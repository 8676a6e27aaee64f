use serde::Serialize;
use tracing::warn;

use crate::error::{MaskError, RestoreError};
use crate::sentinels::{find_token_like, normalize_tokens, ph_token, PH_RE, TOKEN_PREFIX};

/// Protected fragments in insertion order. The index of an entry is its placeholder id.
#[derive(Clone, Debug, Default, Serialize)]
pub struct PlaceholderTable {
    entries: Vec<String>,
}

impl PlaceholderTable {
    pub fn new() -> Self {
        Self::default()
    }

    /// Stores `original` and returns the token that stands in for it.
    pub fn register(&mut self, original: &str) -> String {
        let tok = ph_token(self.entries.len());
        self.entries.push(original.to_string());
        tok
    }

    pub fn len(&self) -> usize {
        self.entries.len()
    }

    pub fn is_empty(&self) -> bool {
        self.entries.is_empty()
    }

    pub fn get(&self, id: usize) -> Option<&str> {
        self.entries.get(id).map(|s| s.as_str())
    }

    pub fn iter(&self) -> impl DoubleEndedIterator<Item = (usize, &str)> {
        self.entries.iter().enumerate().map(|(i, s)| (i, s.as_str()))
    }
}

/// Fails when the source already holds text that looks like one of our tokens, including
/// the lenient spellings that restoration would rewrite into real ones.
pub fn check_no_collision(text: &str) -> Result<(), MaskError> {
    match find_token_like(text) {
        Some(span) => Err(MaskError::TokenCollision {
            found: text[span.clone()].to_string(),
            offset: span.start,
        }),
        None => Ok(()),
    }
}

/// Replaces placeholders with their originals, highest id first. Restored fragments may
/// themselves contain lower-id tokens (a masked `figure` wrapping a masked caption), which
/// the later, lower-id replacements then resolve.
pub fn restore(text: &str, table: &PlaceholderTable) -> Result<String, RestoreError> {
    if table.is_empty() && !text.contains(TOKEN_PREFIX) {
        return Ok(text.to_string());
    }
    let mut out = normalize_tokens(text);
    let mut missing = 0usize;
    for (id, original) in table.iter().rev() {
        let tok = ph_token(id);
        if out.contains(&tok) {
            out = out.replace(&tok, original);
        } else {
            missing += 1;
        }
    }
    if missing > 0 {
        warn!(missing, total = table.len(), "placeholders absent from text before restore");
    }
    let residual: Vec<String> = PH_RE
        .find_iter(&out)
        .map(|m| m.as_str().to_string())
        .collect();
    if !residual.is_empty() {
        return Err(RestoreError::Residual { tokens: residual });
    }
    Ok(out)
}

§ WHAT IS NEEDED:
Nothing in the records above may be left out when you repeat them exactly.

§ EXPECTED OUTPUT:
repository 8676a6e27aaee64f
use serde::Serialize;
use tracing::warn;

use crate::error::{MaskError, RestoreError};
use crate::sentinels::{find_token_like, normalize_tokens, ph_token, PH_RE, TOKEN_PREFIX};

/// Protected fragments in insertion order. The index of an entry is its placeholder id.
#[derive(Clone, Debug, Default, Serialize)]
pub struct PlaceholderTable {
    entries: Vec<String>,
}

impl PlaceholderTable {
    pub fn new() -> Self {
        Self::default()
    }

    /// Stores `original` and returns the token that stands in for it.
    pub fn register(&mut self, original: &str) -> String {
        let tok = ph_token(self.entries.len());
        self.entries.push(original.to_string());
        tok
    }

    pub fn len(&self) -> usize {
        self.entries.len()
    }

    pub fn is_empty(&self) -> bool {
        self.entries.is_empty()
    }

    pub fn get(&self, id: usize) -> Option<&str> {
        self.entries.get(id).map(|s| s.as_str())
    }

    pub fn iter(&self) -> impl DoubleEndedIterator<Item = (usize, &str)> {
        self.entries.iter().enumerate().map(|(i, s)| (i, s.as_str()))
    }
}

/// Fails when the source already holds text that looks like one of our tokens, including
/// the lenient spellings that restoration would rewrite into real ones.
pub fn check_no_collision(text: &str) -> Result<(), MaskError> {
    match find_token_like(text) {
        Some(span) => Err(MaskError::TokenCollision {
            found: text[span.clone()].to_string(),
            offset: span.start,
        }),
        None => Ok(()),
    }
}

/// Replaces placeholders with their originals, highest id first. Restored fragments may
/// themselves contain lower-id tokens (a masked `figure` wrapping a masked caption), which
/// the later, lower-id replacements then resolve.
pub fn restore(text: &str, table: &PlaceholderTable) -> Result<String, RestoreError> {
    if table.is_empty() && !text.contains(TOKEN_PREFIX) {
        return Ok(text.to_string());
    }
    let mut out = normalize_tokens(text);
    let mut missing = 0usize;
    for (id, original) in table.iter().rev() {
        let tok = ph_token(id);
        if out.contains(&tok) {
            out = out.replace(&tok, original);
        } else {
            missing += 1;
        }
    }
    if missing > 0 {
        warn!(missing, total = table.len(), "placeholders absent from text before restore");
    }
    let residual: Vec<String> = PH_RE
        .find_iter(&out)
        .map(|m| m.as_str().to_string())
        .collect();
    if !residual.is_empty() {
        return Err(RestoreError::Residual { tokens: residual });
    }
    Ok(out)
}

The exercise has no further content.